There is an interesting drama that has been playing in the United States for the past century called “Executive Pay, Starring Your Local CEO”.  For many years this drama was a comedy as executive bonuses and stock options continued to rise at ridiculous rates compared to the pay of factory workers, teachers, and engineers. This drama didn’t get a lot of laughs; but people would smile and shake their heads as if the surprise was an amusing disclosure.

Our response to this drama contains an important lesson in morality for all of us.  Should we rely on legislation to correct problems or should we act collectively to make ethical decisions?  After careful thought, it becomes clear that legislation is a seductive copout that makes matters worse and detracts from our obligation to accept accountability for our individual and collective decisions.

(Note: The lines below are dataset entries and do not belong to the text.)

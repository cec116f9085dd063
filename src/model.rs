use serde::{Deserialize, Serialize};
use std::fmt;
use std::time::Duration;
use time::OffsetDateTime;

/// A single geolocation reading.
#[derive(Debug, Clone, PartialEq, Serialize, Deserialize)]
#[serde(rename_all = "camelCase")]
pub struct PositionSample {
    pub latitude: f64,
    pub longitude: f64,
    #[serde(default)]
    pub altitude: Option<f64>,
    /// Ground speed in m/s as reported by the receiver.
    #[serde(default)]
    pub speed: Option<f64>,
    /// Milliseconds since the Unix epoch.
    pub timestamp: i64,
}

impl PositionSample {
    pub fn new(latitude: f64, longitude: f64, timestamp: i64) -> Self {
        Self {
            latitude,
            longitude,
            altitude: None,
            speed: None,
            timestamp,
        }
    }

    pub fn with_altitude(mut self, altitude: f64) -> Self {
        self.altitude = Some(altitude);
        self
    }

    pub fn with_speed(mut self, speed: f64) -> Self {
        self.speed = Some(speed);
        self
    }
}

#[derive(Debug, Clone, Copy, Default, PartialEq, Eq, Serialize, Deserialize)]
#[serde(rename_all = "lowercase")]
pub enum RunStatus {
    #[default]
    Idle,
    Running,
    Paused,
    Finished,
}

impl fmt::Display for RunStatus {
    fn fmt(&self, f: &mut fmt::Formatter<'_>) -> fmt::Result {
        let s = match self {
            RunStatus::Idle => "idle",
            RunStatus::Running => "running",
            RunStatus::Paused => "paused",
            RunStatus::Finished => "finished",
        };
        f.write_str(s)
    }
}

#[derive(Debug, Clone, Copy, PartialEq, Eq, Serialize, Deserialize)]
#[serde(rename_all = "lowercase")]
pub enum RunSource {
    App,
    Strava,
}

/// Finalized summary of a completed run. Handed to the caller on stop.
#[derive(Debug, Clone, PartialEq, Serialize, Deserialize)]
#[serde(rename_all = "camelCase")]
pub struct RunRecord {
    pub distance_km: f64,
    pub duration_sec: u64,
    pub avg_pace_sec_per_km: f64,
    /// Local calendar day, `YYYY-MM-DD`.
    pub date: String,
    pub elevation_gain_m: u32,
    pub source: RunSource,
    #[serde(default, skip_serializing_if = "Option::is_none")]
    pub strava_id: Option<String>,
}

/// Read-only view of the live run, recomputed on every call.
#[derive(Debug, Clone, PartialEq)]
pub struct TrackerSnapshot {
    pub status: RunStatus,
    pub error: Option<String>,
    pub distance_km: f64,
    pub elapsed_ms: u64,
    /// Minutes per km, 0 when standing still.
    pub current_pace: f64,
    pub elevation_gain_m: f64,
    pub current_speed_mps: f64,
    pub sample_count: usize,
    /// Wall-clock instant of the initial start, unaffected by pauses.
    pub started_at: Option<OffsetDateTime>,
}

/// Options handed to the location provider on subscribe.
#[derive(Debug, Clone, PartialEq, Serialize, Deserialize)]
#[serde(default)]
pub struct SamplingOptions {
    pub high_accuracy: bool,
    /// Longest wait for a single reading before the provider reports a timeout.
    #[serde(with = "humantime_serde")]
    pub max_wait: Duration,
    /// Oldest cached reading the provider may hand out; zero means live readings only.
    #[serde(with = "humantime_serde")]
    pub max_age: Duration,
}

impl Default for SamplingOptions {
    fn default() -> Self {
        Self {
            high_accuracy: true,
            max_wait: Duration::from_secs(10),
            max_age: Duration::ZERO,
        }
    }
}

#[derive(Debug, Clone, PartialEq, Serialize, Deserialize)]
#[serde(default)]
pub struct TrackerConfig {
    #[serde(with = "humantime_serde")]
    pub tick_interval: Duration,
    pub sampling: SamplingOptions,
}

impl Default for TrackerConfig {
    fn default() -> Self {
        Self {
            tick_interval: Duration::from_secs(1),
            sampling: SamplingOptions::default(),
        }
    }
}

#[derive(Debug, Clone)]
pub enum TrackerEvent {
    StatusChanged {
        status: RunStatus,
    },
    Sample {
        snapshot: TrackerSnapshot,
    },
    Tick {
        elapsed_ms: u64,
    },
    LocationError {
        message: String,
    },
    Info(InfoEvent),
    Finished {
        record: Box<RunRecord>,
    },
}

/// Structured info events emitted outside the tracker and consumed by UI/CLI layers.
#[derive(Debug, Clone)]
pub enum InfoEvent {
    Message(String),
    Rejected { op: &'static str, status: RunStatus },
}

impl InfoEvent {
    pub fn to_message(&self) -> String {
        match self {
            InfoEvent::Message(msg) => msg.clone(),
            InfoEvent::Rejected { op, status } => format!("Cannot {op} while {status}"),
        }
    }
}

During the 1990s, Congress thought it had the power to rein in rampant pay increases.  It capped the amount of pay that can be treated as a pre-tax expense at $1 million, unless the additional compensation was based on performance measures.  Quickly our drama became a soap opera as executives and their boards manipulated performance targets, granted additional options, and backdated stock options to perpetuate ever-increasing executive pay.

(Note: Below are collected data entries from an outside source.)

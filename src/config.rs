//! Tracker configuration: an optional JSON file, then command-line overrides.

use crate::model::TrackerConfig;
use anyhow::{Context, Result};
use std::path::{Path, PathBuf};
use std::time::Duration;
use tracing::debug;

pub fn default_config_path() -> Option<PathBuf> {
    dirs::config_dir().map(|d| d.join("meta-humanos").join("tracker.json"))
}

fn read_config(path: &Path) -> Result<TrackerConfig> {
    let raw = std::fs::read_to_string(path)
        .with_context(|| format!("read config {}", path.display()))?;
    serde_json::from_str(&raw).with_context(|| format!("parse config {}", path.display()))
}

/// Load the config file. An explicit path must exist; the default location is optional.
pub fn load_config(explicit: Option<&Path>) -> Result<TrackerConfig> {
    if let Some(path) = explicit {
        return read_config(path);
    }
    match default_config_path() {
        Some(path) if path.is_file() => {
            debug!(path = %path.display(), "using default config file");
            read_config(&path)
        }
        _ => Ok(TrackerConfig::default()),
    }
}

/// Values given on the command line. `None` keeps the file value.
#[derive(Debug, Clone, Default)]
pub struct ConfigOverrides {
    pub tick_interval: Option<Duration>,
    pub max_wait: Option<Duration>,
    pub max_age: Option<Duration>,
    pub high_accuracy: Option<bool>,
}

impl ConfigOverrides {
    pub fn apply(&self, mut cfg: TrackerConfig) -> TrackerConfig {
        if let Some(v) = self.tick_interval {
            cfg.tick_interval = v;
        }
        if let Some(v) = self.max_wait {
            cfg.sampling.max_wait = v;
        }
        if let Some(v) = self.max_age {
            cfg.sampling.max_age = v;
        }
        if let Some(v) = self.high_accuracy {
            cfg.sampling.high_accuracy = v;
        }
        cfg
    }
}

Dozens of executives and their compensation committees were shocked to see the vigor with which executives were prosecuted for simply altering the date of their stock options by a few days to increase the value of the grant. More than a dozen have been accused of such manipulations and most of them either resigned under pressure or were terminated in disgrace.

On one hand, their punishments were just – they should have known the law and obeyed it.  But, on the other hand, if their boards wanted them to get more money they could have simply granted more shares or manipulated the requirements in other ways to get around the problem. At any rate, the soap opera continued with ever-escalating pay levels plus criminal sanctions and a cadre of inspectors and prosecutors.

Something we should learn from this soap opera is that federal regulations are neither effective nor efficient. Compensation needs to be viewed as a moral issue that needs to be guided by ethical criteria rather than legal constraints. People who are smart enough to run our corporations are smart enough to subvert legislation restricting their pay.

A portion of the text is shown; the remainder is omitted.